[Opening DATA RECORDS section]
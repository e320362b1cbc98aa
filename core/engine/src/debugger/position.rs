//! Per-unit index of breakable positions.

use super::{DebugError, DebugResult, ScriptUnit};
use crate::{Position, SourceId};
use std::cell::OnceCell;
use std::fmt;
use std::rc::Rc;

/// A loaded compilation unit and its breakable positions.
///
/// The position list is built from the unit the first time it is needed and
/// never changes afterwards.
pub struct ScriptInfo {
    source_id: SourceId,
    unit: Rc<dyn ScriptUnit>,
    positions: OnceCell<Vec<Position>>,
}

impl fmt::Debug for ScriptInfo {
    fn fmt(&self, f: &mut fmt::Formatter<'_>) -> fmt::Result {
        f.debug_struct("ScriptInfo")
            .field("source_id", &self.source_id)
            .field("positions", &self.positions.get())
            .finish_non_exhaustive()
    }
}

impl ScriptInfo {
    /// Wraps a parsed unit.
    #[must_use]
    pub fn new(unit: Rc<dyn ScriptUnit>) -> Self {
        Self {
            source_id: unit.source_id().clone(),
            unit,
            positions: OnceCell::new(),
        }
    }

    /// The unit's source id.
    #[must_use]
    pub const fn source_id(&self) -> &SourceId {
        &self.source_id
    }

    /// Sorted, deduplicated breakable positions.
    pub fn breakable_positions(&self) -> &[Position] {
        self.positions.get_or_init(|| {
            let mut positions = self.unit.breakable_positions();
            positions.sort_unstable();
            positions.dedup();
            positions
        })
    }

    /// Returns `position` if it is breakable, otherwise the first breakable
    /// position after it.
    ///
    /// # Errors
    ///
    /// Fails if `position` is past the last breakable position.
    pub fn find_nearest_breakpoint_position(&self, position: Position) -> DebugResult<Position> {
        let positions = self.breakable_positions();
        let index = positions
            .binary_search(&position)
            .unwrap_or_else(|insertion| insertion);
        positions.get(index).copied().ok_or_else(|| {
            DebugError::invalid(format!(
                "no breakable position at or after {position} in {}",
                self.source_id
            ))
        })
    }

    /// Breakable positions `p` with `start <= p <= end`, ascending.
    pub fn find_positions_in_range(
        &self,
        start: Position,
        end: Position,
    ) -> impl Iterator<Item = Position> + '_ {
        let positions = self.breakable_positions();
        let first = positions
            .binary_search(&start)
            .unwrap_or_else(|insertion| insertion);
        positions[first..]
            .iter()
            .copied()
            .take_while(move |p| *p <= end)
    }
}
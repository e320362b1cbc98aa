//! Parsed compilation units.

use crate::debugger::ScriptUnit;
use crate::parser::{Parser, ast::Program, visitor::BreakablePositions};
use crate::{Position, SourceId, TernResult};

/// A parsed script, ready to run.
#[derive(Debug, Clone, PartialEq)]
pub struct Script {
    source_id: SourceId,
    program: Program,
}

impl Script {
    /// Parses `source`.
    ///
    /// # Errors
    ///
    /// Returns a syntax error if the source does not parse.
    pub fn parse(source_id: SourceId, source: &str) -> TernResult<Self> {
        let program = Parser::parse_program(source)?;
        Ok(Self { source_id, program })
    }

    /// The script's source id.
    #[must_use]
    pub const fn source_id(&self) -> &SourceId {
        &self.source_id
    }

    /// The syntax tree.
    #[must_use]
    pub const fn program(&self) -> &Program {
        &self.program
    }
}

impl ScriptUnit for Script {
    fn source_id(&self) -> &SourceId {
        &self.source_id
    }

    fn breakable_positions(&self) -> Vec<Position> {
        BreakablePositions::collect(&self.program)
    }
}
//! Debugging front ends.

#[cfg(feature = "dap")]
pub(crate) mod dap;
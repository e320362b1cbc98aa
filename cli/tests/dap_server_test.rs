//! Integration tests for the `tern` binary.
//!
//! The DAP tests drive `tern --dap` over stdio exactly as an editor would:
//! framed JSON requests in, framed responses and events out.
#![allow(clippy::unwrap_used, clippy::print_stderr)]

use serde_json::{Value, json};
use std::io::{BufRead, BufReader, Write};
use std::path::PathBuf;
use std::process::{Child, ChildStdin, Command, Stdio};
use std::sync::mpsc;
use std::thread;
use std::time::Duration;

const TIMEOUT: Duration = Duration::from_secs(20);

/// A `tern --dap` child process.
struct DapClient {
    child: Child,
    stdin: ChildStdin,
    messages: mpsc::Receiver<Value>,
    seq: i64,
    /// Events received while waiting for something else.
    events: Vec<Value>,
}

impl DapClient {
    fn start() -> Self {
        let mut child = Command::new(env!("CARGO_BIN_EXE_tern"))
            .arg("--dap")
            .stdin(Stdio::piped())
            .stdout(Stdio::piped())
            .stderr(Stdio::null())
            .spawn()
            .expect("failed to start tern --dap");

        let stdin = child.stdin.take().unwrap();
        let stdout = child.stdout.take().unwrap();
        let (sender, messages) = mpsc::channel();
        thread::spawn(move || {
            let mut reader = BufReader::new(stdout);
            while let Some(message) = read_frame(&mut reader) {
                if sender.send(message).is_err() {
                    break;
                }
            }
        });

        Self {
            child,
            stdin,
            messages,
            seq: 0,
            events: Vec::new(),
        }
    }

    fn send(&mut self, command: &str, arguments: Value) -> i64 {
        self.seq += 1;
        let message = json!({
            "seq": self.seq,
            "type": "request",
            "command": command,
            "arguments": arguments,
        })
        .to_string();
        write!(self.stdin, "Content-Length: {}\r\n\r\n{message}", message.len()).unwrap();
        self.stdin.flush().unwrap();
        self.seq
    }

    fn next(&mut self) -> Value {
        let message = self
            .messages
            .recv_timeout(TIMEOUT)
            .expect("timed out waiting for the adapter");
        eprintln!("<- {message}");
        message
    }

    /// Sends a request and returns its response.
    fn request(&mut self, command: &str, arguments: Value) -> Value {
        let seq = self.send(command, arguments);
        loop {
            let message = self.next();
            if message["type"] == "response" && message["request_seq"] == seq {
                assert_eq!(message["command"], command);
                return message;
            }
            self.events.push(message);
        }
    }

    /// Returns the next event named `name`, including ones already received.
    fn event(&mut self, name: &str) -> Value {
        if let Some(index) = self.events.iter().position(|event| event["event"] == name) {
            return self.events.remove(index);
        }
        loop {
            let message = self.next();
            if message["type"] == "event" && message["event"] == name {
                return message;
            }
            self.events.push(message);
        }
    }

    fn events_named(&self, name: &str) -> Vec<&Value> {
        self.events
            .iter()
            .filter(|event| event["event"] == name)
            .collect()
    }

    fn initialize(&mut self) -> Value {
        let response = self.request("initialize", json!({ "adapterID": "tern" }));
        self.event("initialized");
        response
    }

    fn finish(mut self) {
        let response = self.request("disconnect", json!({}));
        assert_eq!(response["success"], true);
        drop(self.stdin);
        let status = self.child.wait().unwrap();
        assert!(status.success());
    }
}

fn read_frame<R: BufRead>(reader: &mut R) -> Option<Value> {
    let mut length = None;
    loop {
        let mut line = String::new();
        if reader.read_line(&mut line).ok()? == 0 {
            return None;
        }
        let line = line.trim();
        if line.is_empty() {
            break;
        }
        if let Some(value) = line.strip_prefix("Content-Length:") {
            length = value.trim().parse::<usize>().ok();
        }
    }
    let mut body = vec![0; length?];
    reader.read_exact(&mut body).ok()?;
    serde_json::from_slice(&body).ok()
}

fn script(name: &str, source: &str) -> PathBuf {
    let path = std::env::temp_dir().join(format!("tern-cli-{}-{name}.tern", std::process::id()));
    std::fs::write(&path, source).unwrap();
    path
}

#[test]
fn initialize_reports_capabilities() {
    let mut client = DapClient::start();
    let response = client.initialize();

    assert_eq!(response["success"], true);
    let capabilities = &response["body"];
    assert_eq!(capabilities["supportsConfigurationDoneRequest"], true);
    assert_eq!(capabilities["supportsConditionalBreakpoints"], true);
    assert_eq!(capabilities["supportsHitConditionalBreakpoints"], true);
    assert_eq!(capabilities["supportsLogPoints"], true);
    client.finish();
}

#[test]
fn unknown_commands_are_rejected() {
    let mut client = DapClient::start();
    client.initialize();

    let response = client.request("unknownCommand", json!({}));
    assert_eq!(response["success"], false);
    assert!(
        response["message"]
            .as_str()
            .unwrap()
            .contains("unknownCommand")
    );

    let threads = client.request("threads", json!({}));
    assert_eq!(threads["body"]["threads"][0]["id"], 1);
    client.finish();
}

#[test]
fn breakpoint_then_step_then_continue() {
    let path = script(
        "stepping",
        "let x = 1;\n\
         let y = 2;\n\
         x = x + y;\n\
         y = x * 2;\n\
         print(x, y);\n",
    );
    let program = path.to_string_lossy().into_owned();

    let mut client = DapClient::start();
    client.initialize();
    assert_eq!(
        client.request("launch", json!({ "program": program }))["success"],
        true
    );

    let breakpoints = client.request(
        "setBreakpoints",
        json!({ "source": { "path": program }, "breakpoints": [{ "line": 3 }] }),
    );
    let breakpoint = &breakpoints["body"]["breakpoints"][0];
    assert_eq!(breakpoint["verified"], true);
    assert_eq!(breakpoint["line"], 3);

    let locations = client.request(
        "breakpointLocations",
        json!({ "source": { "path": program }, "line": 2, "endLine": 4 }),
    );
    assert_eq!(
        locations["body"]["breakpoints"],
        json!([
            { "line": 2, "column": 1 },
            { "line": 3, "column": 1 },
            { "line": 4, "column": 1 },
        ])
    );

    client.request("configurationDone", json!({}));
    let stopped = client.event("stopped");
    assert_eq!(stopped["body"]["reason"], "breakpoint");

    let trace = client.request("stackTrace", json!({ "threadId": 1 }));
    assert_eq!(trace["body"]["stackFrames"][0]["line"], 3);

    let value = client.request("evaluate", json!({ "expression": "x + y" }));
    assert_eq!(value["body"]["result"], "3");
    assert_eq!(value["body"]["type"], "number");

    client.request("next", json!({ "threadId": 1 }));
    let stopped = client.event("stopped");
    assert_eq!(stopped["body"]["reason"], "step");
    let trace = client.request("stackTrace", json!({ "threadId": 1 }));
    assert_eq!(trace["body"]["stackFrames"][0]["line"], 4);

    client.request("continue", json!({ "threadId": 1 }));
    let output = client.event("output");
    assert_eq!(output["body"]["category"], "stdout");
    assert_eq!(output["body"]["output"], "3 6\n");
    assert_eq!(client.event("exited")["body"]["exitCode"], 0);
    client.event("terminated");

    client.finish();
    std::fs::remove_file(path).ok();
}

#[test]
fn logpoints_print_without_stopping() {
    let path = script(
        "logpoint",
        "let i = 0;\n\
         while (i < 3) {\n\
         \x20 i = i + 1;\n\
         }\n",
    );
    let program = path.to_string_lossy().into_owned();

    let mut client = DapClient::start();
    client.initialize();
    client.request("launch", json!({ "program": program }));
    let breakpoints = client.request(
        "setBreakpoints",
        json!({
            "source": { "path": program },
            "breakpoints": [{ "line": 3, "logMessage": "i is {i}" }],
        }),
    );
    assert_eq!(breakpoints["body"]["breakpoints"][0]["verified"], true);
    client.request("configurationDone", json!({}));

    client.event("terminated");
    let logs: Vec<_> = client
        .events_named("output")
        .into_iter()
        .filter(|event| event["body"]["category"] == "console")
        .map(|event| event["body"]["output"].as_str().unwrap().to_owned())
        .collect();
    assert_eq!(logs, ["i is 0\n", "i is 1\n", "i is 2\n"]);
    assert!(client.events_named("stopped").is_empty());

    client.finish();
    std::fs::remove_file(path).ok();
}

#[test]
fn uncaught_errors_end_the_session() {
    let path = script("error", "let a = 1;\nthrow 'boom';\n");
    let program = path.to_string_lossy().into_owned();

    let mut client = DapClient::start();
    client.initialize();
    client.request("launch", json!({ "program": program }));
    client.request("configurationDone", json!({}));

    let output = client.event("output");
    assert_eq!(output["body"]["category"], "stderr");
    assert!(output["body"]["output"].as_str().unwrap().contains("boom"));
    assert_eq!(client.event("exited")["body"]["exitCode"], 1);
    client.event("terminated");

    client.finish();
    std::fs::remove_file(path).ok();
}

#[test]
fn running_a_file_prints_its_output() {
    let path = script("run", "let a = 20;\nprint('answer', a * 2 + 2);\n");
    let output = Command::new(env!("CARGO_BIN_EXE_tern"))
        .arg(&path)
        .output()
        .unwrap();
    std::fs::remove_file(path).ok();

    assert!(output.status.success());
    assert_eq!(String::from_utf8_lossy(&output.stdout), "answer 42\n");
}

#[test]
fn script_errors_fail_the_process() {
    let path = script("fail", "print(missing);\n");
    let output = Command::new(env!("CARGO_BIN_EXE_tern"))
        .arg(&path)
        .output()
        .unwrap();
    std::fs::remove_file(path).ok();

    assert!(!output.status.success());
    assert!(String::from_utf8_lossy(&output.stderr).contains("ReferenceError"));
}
[Closing DATA RECORDS section]
[Opening DATA RECORDS section]
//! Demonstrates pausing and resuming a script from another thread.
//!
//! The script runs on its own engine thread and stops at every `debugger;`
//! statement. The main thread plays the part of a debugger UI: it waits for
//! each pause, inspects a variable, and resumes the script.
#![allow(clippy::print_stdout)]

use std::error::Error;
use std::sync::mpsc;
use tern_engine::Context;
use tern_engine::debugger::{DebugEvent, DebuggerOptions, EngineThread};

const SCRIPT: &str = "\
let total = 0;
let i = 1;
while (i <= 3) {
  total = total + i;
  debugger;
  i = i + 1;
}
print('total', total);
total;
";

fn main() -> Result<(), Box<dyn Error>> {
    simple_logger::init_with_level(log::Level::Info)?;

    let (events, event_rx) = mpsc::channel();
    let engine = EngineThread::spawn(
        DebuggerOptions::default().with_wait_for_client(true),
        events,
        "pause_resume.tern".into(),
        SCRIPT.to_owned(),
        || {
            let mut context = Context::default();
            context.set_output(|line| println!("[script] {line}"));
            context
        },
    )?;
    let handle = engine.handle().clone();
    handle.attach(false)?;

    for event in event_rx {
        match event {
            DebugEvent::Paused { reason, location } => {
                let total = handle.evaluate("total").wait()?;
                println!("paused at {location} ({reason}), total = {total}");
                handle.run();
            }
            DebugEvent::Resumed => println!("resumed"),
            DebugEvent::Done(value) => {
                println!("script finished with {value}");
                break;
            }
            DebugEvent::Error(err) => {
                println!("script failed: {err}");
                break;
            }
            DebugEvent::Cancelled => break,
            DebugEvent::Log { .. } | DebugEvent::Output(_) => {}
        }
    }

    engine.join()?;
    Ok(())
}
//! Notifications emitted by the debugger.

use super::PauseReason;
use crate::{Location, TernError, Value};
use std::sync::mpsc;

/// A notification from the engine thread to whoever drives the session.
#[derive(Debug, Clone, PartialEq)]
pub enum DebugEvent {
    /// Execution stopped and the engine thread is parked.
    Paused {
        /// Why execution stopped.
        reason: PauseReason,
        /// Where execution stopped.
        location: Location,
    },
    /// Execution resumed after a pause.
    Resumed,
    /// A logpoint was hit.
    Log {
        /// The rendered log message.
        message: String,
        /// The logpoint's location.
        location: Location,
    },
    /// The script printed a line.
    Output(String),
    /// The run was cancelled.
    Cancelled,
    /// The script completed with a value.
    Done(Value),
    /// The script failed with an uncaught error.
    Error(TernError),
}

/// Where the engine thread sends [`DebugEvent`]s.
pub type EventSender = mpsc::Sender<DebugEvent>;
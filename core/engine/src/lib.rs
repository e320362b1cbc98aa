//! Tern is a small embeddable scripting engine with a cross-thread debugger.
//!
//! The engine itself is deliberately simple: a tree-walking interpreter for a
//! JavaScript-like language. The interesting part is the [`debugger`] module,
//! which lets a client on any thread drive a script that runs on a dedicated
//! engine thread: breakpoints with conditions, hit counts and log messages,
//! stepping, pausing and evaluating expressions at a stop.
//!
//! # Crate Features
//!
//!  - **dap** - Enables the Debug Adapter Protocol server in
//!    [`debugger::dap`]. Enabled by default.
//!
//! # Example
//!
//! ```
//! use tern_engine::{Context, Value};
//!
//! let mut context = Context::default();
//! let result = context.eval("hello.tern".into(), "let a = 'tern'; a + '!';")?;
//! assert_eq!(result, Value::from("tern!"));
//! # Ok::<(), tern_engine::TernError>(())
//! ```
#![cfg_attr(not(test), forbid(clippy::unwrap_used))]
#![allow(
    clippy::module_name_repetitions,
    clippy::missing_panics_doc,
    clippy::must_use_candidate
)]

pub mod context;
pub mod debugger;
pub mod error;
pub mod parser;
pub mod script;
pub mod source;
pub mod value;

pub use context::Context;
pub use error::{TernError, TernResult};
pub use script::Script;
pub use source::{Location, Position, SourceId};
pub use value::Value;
[Closing DATA RECORDS section]
▶ **WORK TO BE COMPLETED**:
Go through the records line by line and count those containing the string "trim". Give only the total.

▶ **EXPECTED ANSWER**:
2